People who called their family members more during the lockdown than in the same period six months earlier, and those who shared their vulnerabilities with their loved ones, were more likely to have social empathy and better social relationships.
Lockdown-Related Mental Stress in India
The researchers feel that sexual minorities are likely to experience “unique and additional stressors related to their minority identity, which could combine with other stressors to impact psychological wellbeing,” as a result of the lockdown. This situation could also revive memories of old traumas in some people. The use of porn and the Internet to cope with the dullness and anxiety of these days could turn to addiction, leaving behind a permanent adverse impact even after the lockdown is over.
However, the qualitative part of the study reveals that resilience and healthy coping strategies helped even high-risk individuals to stay positive, view the lockdown as a good time to ruminate on their individual and social identity, and take steps to improve their relationships with their families.

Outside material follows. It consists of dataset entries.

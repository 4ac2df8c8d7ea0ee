//! PathTree - systematic exploration of a property's execution paths
//!
//! Every run of a property under the symbolic provider walks a path through this
//! tree. A node stands for a point in the execution after a prefix of decisions;
//! the decision made there (a draw, a branch on a symbolic condition, or a user
//! realization) is recorded on the node together with its possible outcomes.
//!
//! Key rules:
//! - Nodes are created lazily, in the order outcomes are first taken.
//! - Selection prefers outcomes that were never entered, in insertion order, then
//!   descends into partially explored children. Finished children are skipped.
//! - A node becomes exhausted once every feasible outcome leads to a finished
//!   child. Outcomes the solver could neither prove nor refute make a node
//!   *incomplete*, and an incomplete node is never exhausted.
//! - Abandoned attempts (timeouts, nondeterminism, model artifacts) are counted on
//!   the node where they happened. After `max_retries` attempts the node is
//!   stalled and no longer selected.
//!
//! The tree never talks to the solver. `crate::session` feeds it feasibility
//! results and asks it which outcome to take next.

use crate::data::DrawSignature;
use crate::solver::Pred;
use std::fmt;

/// Index of a node in the tree arena.
#[derive(Debug, Clone, Copy, PartialEq, Eq, Hash, PartialOrd, Ord)]
pub struct NodeId(pub usize);

/// Identity of a decision site. Replaying a prefix must reproduce the same
/// signature at every node, otherwise the property is nondeterministic.
#[derive(Debug, Clone, Copy, PartialEq, Eq, Hash)]
pub enum DecisionSignature {
    Draw(DrawSignature),
    Branch([u8; 32]),
    Realize([u8; 32]),
}

impl fmt::Display for DecisionSignature {
    fn fmt(&self, f: &mut fmt::Formatter<'_>) -> fmt::Result {
        let (label, digest) = match self {
            DecisionSignature::Draw(sig) => return write!(f, "draw {}", sig),
            DecisionSignature::Branch(d) => ("branch", d),
            DecisionSignature::Realize(d) => ("realize", d),
        };
        write!(f, "{} ", label)?;
        for byte in &digest[..6] {
            write!(f, "{:02x}", byte)?;
        }
        Ok(())
    }
}

/// Exploration state of a node.
#[derive(Debug, Clone, Copy, PartialEq, Eq)]
pub enum NodeStatus {
    Unexplored,
    Exploring,
    Exhausted,
    Unsatisfiable,
}

impl NodeStatus {
    pub fn is_terminal(self) -> bool {
        matches!(self, NodeStatus::Exhausted | NodeStatus::Unsatisfiable)
    }
}

/// What the solver said about one outcome of a decision.
#[derive(Debug, Clone, Copy, PartialEq, Eq)]
pub enum Feasibility {
    Feasible,
    Infeasible,
    /// Neither proven nor refuted. Not taken, and blocks exhaustion.
    Undecided,
}

/// The decision recorded at a node on first visit.
#[derive(Debug, Clone)]
pub struct Decision {
    pub signature: DecisionSignature,
    /// Constraint asserted when each outcome is taken.
    pub outcomes: Vec<Pred>,
    pub feasibility: Vec<Feasibility>,
}

#[derive(Debug, Clone)]
pub struct PathNode {
    pub parent: Option<NodeId>,
    /// Outcome index taken at the parent to reach this node.
    pub outcome: Option<usize>,
    pub decision: Option<Decision>,
    /// Child per outcome index, created on first entry.
    pub children: Vec<Option<NodeId>>,
    pub status: NodeStatus,
    pub incomplete: bool,
    /// Number of abandoned attempts ending at this node.
    pub attempts: u32,
}

impl PathNode {
    fn new(parent: Option<NodeId>, outcome: Option<usize>) -> Self {
        Self {
            parent,
            outcome,
            decision: None,
            children: Vec::new(),
            status: NodeStatus::Unexplored,
            incomplete: false,
            attempts: 0,
        }
    }
}

/// Statistics about tree exploration
#[derive(Debug, Clone, Default, PartialEq, Eq)]
pub struct TreeStats {
    pub total_nodes: usize,
    pub decision_nodes: usize,
    pub exhausted_nodes: usize,
    pub unsatisfiable_nodes: usize,
    pub incomplete_nodes: usize,
    pub stalled_nodes: usize,
    /// Leaves cut off by a depth or collection budget.
    pub truncated_leaves: usize,
}

/// Arena-backed exploration tree owned by one provider.
#[derive(Debug, Clone)]
pub struct PathTree {
    nodes: Vec<PathNode>,
    max_retries: u32,
    truncated_leaves: usize,
}

impl PathTree {
    pub const ROOT: NodeId = NodeId(0);

    pub fn new(max_retries: u32) -> Self {
        Self {
            nodes: vec![PathNode::new(None, None)],
            max_retries: max_retries.max(1),
            truncated_leaves: 0,
        }
    }

    pub fn node(&self, id: NodeId) -> &PathNode {
        &self.nodes[id.0]
    }

    pub fn len(&self) -> usize {
        self.nodes.len()
    }

    pub fn is_empty(&self) -> bool {
        self.nodes.is_empty()
    }

    pub fn root_status(&self) -> NodeStatus {
        self.node(Self::ROOT).status
    }

    /// The root is finished.
    pub fn is_exhausted(&self) -> bool {
        self.root_status().is_terminal()
    }

    /// Finished by covering every path, with nothing cut off by a budget.
    pub fn is_verified(&self) -> bool {
        self.is_exhausted() && self.truncated_leaves == 0
    }

    /// Whether any unfinished path can still be selected from the root.
    pub fn can_proceed(&self) -> bool {
        self.is_selectable(Self::ROOT)
    }

    /// A stalled node hit its retry limit.
    pub fn is_stalled(&self, id: NodeId) -> bool {
        self.node(id).attempts >= self.max_retries
    }

    /// Mark a node as the current position of a path.
    pub fn enter(&mut self, id: NodeId) {
        let node = &mut self.nodes[id.0];
        if node.status == NodeStatus::Unexplored {
            node.status = NodeStatus::Exploring;
        }
    }

    /// Record the decision made at `id` on its first visit.
    pub fn record_decision(&mut self, id: NodeId, decision: Decision) {
        let node = &mut self.nodes[id.0];
        node.incomplete = decision.feasibility.contains(&Feasibility::Undecided);
        node.children = vec![None; decision.outcomes.len()];
        node.decision = Some(decision);
        log::trace!("recorded decision at node {}", id.0);
    }

    /// Update an outcome's feasibility after a later solver answer.
    pub fn set_feasibility(&mut self, id: NodeId, outcome: usize, feasibility: Feasibility) {
        let node = &mut self.nodes[id.0];
        if let Some(decision) = node.decision.as_mut() {
            decision.feasibility[outcome] = feasibility;
            if feasibility == Feasibility::Undecided {
                node.incomplete = true;
            }
        }
    }

    /// Pick the outcome to take at `id`.
    pub fn select(&self, id: NodeId) -> Option<usize> {
        let node = self.node(id);
        let decision = node.decision.as_ref()?;
        let feasible = |i: &usize| decision.feasibility[*i] == Feasibility::Feasible;

        let fresh = (0..decision.outcomes.len())
            .filter(feasible)
            .find(|&i| match node.children[i] {
                None => true,
                Some(child) => self.node(child).status == NodeStatus::Unexplored && !self.is_stalled(child),
            });
        fresh.or_else(|| {
            (0..decision.outcomes.len())
                .filter(feasible)
                .find(|&i| matches!(node.children[i], Some(child) if self.is_selectable(child)))
        })
    }

    /// Whether a path through `id` could still reach something unexplored.
    pub fn is_selectable(&self, id: NodeId) -> bool {
        let mut pending = vec![id];
        while let Some(current) = pending.pop() {
            let node = self.node(current);
            if node.status.is_terminal() || self.is_stalled(current) {
                continue;
            }
            let decision = match &node.decision {
                Some(decision) => decision,
                None => return true,
            };
            for i in 0..decision.outcomes.len() {
                if decision.feasibility[i] != Feasibility::Feasible {
                    continue;
                }
                match node.children.get(i).copied().flatten() {
                    None => return true,
                    Some(child) => pending.push(child),
                }
            }
        }
        false
    }

    /// Child reached by taking `outcome` at `id`, created on first use.
    pub fn child(&mut self, id: NodeId, outcome: usize) -> NodeId {
        if let Some(existing) = self.nodes[id.0].children.get(outcome).copied().flatten() {
            return existing;
        }
        let child = NodeId(self.nodes.len());
        self.nodes.push(PathNode::new(Some(id), Some(outcome)));
        let children = &mut self.nodes[id.0].children;
        if children.len() <= outcome {
            children.resize(outcome + 1, None);
        }
        children[outcome] = Some(child);
        child
    }

    /// The path ended normally at `leaf`.
    pub fn conclude(&mut self, leaf: NodeId) {
        self.finish(leaf, NodeStatus::Exhausted);
    }

    /// The path ended because a budget cut it off at `leaf`.
    pub fn truncate(&mut self, leaf: NodeId) {
        self.truncated_leaves += 1;
        self.finish(leaf, NodeStatus::Exhausted);
    }

    /// The prefix leading to `id` has no model.
    pub fn mark_unsatisfiable(&mut self, id: NodeId) {
        self.finish(id, NodeStatus::Unsatisfiable);
    }

    /// The path was abandoned at `id` without a result.
    pub fn abandon(&mut self, id: NodeId) {
        let node = &mut self.nodes[id.0];
        node.attempts += 1;
        if node.attempts >= self.max_retries {
            log::debug!("node {} stalled after {} attempts", id.0, node.attempts);
        }
    }

    /// Re-check a node whose outcomes changed feasibility after it was recorded.
    pub fn settle(&mut self, id: NodeId) {
        if self.exhausts(id) {
            self.finish(id, NodeStatus::Exhausted);
        }
    }

    fn finish(&mut self, id: NodeId, status: NodeStatus) {
        if self.nodes[id.0].status.is_terminal() {
            return;
        }
        self.nodes[id.0].status = status;
        let mut current = self.nodes[id.0].parent;
        while let Some(parent) = current {
            if !self.exhausts(parent) {
                break;
            }
            self.nodes[parent.0].status = NodeStatus::Exhausted;
            current = self.nodes[parent.0].parent;
        }
    }

    fn exhausts(&self, id: NodeId) -> bool {
        let node = self.node(id);
        if node.status.is_terminal() || node.incomplete {
            return false;
        }
        let decision = match &node.decision {
            Some(decision) => decision,
            None => return false,
        };
        decision.feasibility.iter().enumerate().all(|(i, feasibility)| match feasibility {
            Feasibility::Infeasible => true,
            Feasibility::Undecided => false,
            Feasibility::Feasible => matches!(node.children[i], Some(child) if self.node(child).status.is_terminal()),
        })
    }

    /// Outcome indices along the path from the root to `id`, e.g. `"0.1.1"`.
    pub fn path_label(&self, id: NodeId) -> String {
        let mut outcomes = Vec::new();
        let mut current = id;
        while let Some(outcome) = self.node(current).outcome {
            outcomes.push(outcome.to_string());
            current = match self.node(current).parent {
                Some(parent) => parent,
                None => break,
            };
        }
        outcomes.reverse();
        outcomes.join(".")
    }

    pub fn stats(&self) -> TreeStats {
        let mut stats = TreeStats {
            total_nodes: self.nodes.len(),
            truncated_leaves: self.truncated_leaves,
            ..TreeStats::default()
        };
        for (index, node) in self.nodes.iter().enumerate() {
            if node.decision.is_some() {
                stats.decision_nodes += 1;
            }
            match node.status {
                NodeStatus::Exhausted => stats.exhausted_nodes += 1,
                NodeStatus::Unsatisfiable => stats.unsatisfiable_nodes += 1,
                _ => {}
            }
            if node.incomplete {
                stats.incomplete_nodes += 1;
            }
            if self.is_stalled(NodeId(index)) && !node.status.is_terminal() {
                stats.stalled_nodes += 1;
            }
        }
        stats
    }
}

It is clear that the study sample is extremely limited, non-inclusive, and non-representative of the Indian population at large. Rather, this was a group of well-educated young Indians, with almost half of the qualitative interviews, surprisingly, being with individuals from a sexual minority.
The researchers conclude, “To our knowledge, this is the first study to look at the differential psychological impact of the lockdown across different social groups in India. Our study also highlighted a few positive aspects of the lockdown, underscoring the increase in social empathy and strengthened social bonds among Indian adults.”
medRxiv publishes preliminary scientific reports that are not peer-reviewed and, therefore, should not be regarded as conclusive, guide clinical practice/health-related behavior, or treated as established information.